Although Patriarch Kirill did not attend the signing ceremony of the treaty which ratified Russia’s occupation of Crimea, he publicly supported separatists in Donbas. During the Battle of Ilovaisk, the bloodiest engagement of the war, he admonished Ukrainian “Uniates and schismatics” for fighting against “their fellow Orthodox brethren” in the ranks of the separatists and their supporting forces.

This means that Patriarch Kirill, and by extension, the Russian Orthodox Church, can (and have been) used as soft power to sell Russia’s state narratives and influence people to support Russian state actions. Although, as in the case of Georgia, the Church’s agenda doesn’t always align with the state’s, that they align in the war in Donbas is enough to condemn the Russian Orthodox Church and the UOC MP in the eyes of many Ukrainians. 

Father Andriy finds this lamentable.

“For me, personally, it is even sadder that in this matter there is an identification of the hierarchy with the entire Church. From a dogmatic point of view, the Church is all believers with Christ as its leader. The Church is not only the Patriarch and members of the Synod, but also ordinary believers. However, the hierarchy often identify themselves with the entire Church in order to be able to speak on the behalf of the entire Church, and thus impart to their words the authority of the opinion of the entire Church. I would like people to distinguish the voice of the Church from the voice of its leaders…The voice of the Church is heard most clearly in the words of its leader – Christ.” 

Yulia agrees that politics does not affect her own faith. “What I can firmly state though is that those ties between state and church do not evidently affect my life in church or on the local level.
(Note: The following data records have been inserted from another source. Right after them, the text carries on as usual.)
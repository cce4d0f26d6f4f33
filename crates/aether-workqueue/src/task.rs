//! Task definition and status.

use chrono::{DateTime, Utc};
use serde::{Deserialize, Serialize};

/// Task status.
#[derive(Debug, Clone, Copy, PartialEq, Eq, Hash, Serialize, Deserialize)]
#[serde(rename_all = "snake_case")]
pub enum TaskStatus {
    /// Waiting for its first claim.
    Queued,
    /// Claimed and held by a worker.
    Running,
    Success,
    Failed,
    /// Waiting for `run_after` before the next attempt.
    RetryScheduled,
    /// Withdrawn by an administrator before it ran.
    Canceled,
}

impl TaskStatus {
    pub fn as_str(&self) -> &'static str {
        match self {
            TaskStatus::Queued => "queued",
            TaskStatus::Running => "running",
            TaskStatus::Success => "success",
            TaskStatus::Failed => "failed",
            TaskStatus::RetryScheduled => "retry_scheduled",
            TaskStatus::Canceled => "canceled",
        }
    }

    pub fn parse(s: &str) -> Option<Self> {
        match s {
            "queued" => Some(TaskStatus::Queued),
            "running" => Some(TaskStatus::Running),
            "success" => Some(TaskStatus::Success),
            "failed" => Some(TaskStatus::Failed),
            "retry_scheduled" => Some(TaskStatus::RetryScheduled),
            "canceled" => Some(TaskStatus::Canceled),
            _ => None,
        }
    }

    /// Whether no further transition can happen.
    pub fn is_terminal(&self) -> bool {
        matches!(
            self,
            TaskStatus::Success | TaskStatus::Failed | TaskStatus::Canceled
        )
    }
}

impl std::fmt::Display for TaskStatus {
    fn fmt(&self, f: &mut std::fmt::Formatter<'_>) -> std::fmt::Result {
        f.write_str(self.as_str())
    }
}

/// A durable unit of work.
#[derive(Debug, Clone, PartialEq, Serialize, Deserialize)]
pub struct Task {
    pub id: String,
    pub task_type: String,
    pub payload: serde_json::Value,
    pub status: TaskStatus,
    /// Lower value is served first.
    pub priority: i64,
    pub attempt: u32,
    pub max_attempts: u32,
    /// Advisory budget handed to the handler.
    pub timeout_s: u64,
    pub run_after: DateTime<Utc>,
    pub locked_by: Option<String>,
    pub locked_at: Option<DateTime<Utc>>,
    pub result: Option<serde_json::Value>,
    pub error: Option<serde_json::Value>,
    pub created_at: DateTime<Utc>,
    pub updated_at: DateTime<Utc>,
}

impl Task {
    /// Whether another attempt is allowed after a retryable failure.
    pub fn has_attempts_left(&self) -> bool {
        self.attempt < self.max_attempts
    }
}

/// Lightweight row returned by `list_recent`.
#[derive(Debug, Clone, PartialEq, Serialize, Deserialize)]
pub struct TaskSummary {
    pub id: String,
    pub task_type: String,
    pub status: TaskStatus,
    pub priority: i64,
    pub attempt: u32,
    pub max_attempts: u32,
    pub run_after: DateTime<Utc>,
    pub created_at: DateTime<Utc>,
    pub updated_at: DateTime<Utc>,
    pub error: Option<serde_json::Value>,
}

/// Parameters of an enqueue call.
#[derive(Debug, Clone)]
pub struct NewTask {
    pub id: String,
    pub task_type: String,
    pub payload: serde_json::Value,
    pub priority: i64,
    pub max_attempts: u32,
    pub timeout_s: u64,
    /// `None` means eligible immediately.
    pub run_after: Option<DateTime<Utc>>,
}

impl NewTask {
    pub fn new(
        id: impl Into<String>,
        task_type: impl Into<String>,
        payload: serde_json::Value,
    ) -> Self {
        Self {
            id: id.into(),
            task_type: task_type.into(),
            payload,
            priority: 50,
            max_attempts: 3,
            timeout_s: 60,
            run_after: None,
        }
    }

    pub fn with_priority(mut self, priority: i64) -> Self {
        self.priority = priority;
        self
    }

    pub fn with_max_attempts(mut self, max_attempts: u32) -> Self {
        self.max_attempts = max_attempts;
        self
    }

    pub fn with_timeout(mut self, timeout_s: u64) -> Self {
        self.timeout_s = timeout_s;
        self
    }

    pub fn with_run_after(mut self, run_after: DateTime<Utc>) -> Self {
        self.run_after = Some(run_after);
        self
    }
}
I go there for its divine nature and my individual unity with God, and I get what I’m looking for.”

Despite this, Father Andriy is under no illusions as to the implications of the Russian state’s interference with its Church. “One has to agree that those members of the hierarchy who arrogate to themselves the right to speak on behalf of the Church pursue political interests, these compromise the Church.” 

Political and theological disagreements have historically hampered the unity of the Orthodox Church. Now in Ukraine, we can see a split, that if inevitable, was certainly accelerated by political developments, not least Russia’s aggression against Ukraine. Although this plays out mainly in the form of intrigues among clergy, the future of Orthodoxy in Ukraine remains unclear. 

A major positive is that the parishioners themselves appear to be above the politicking.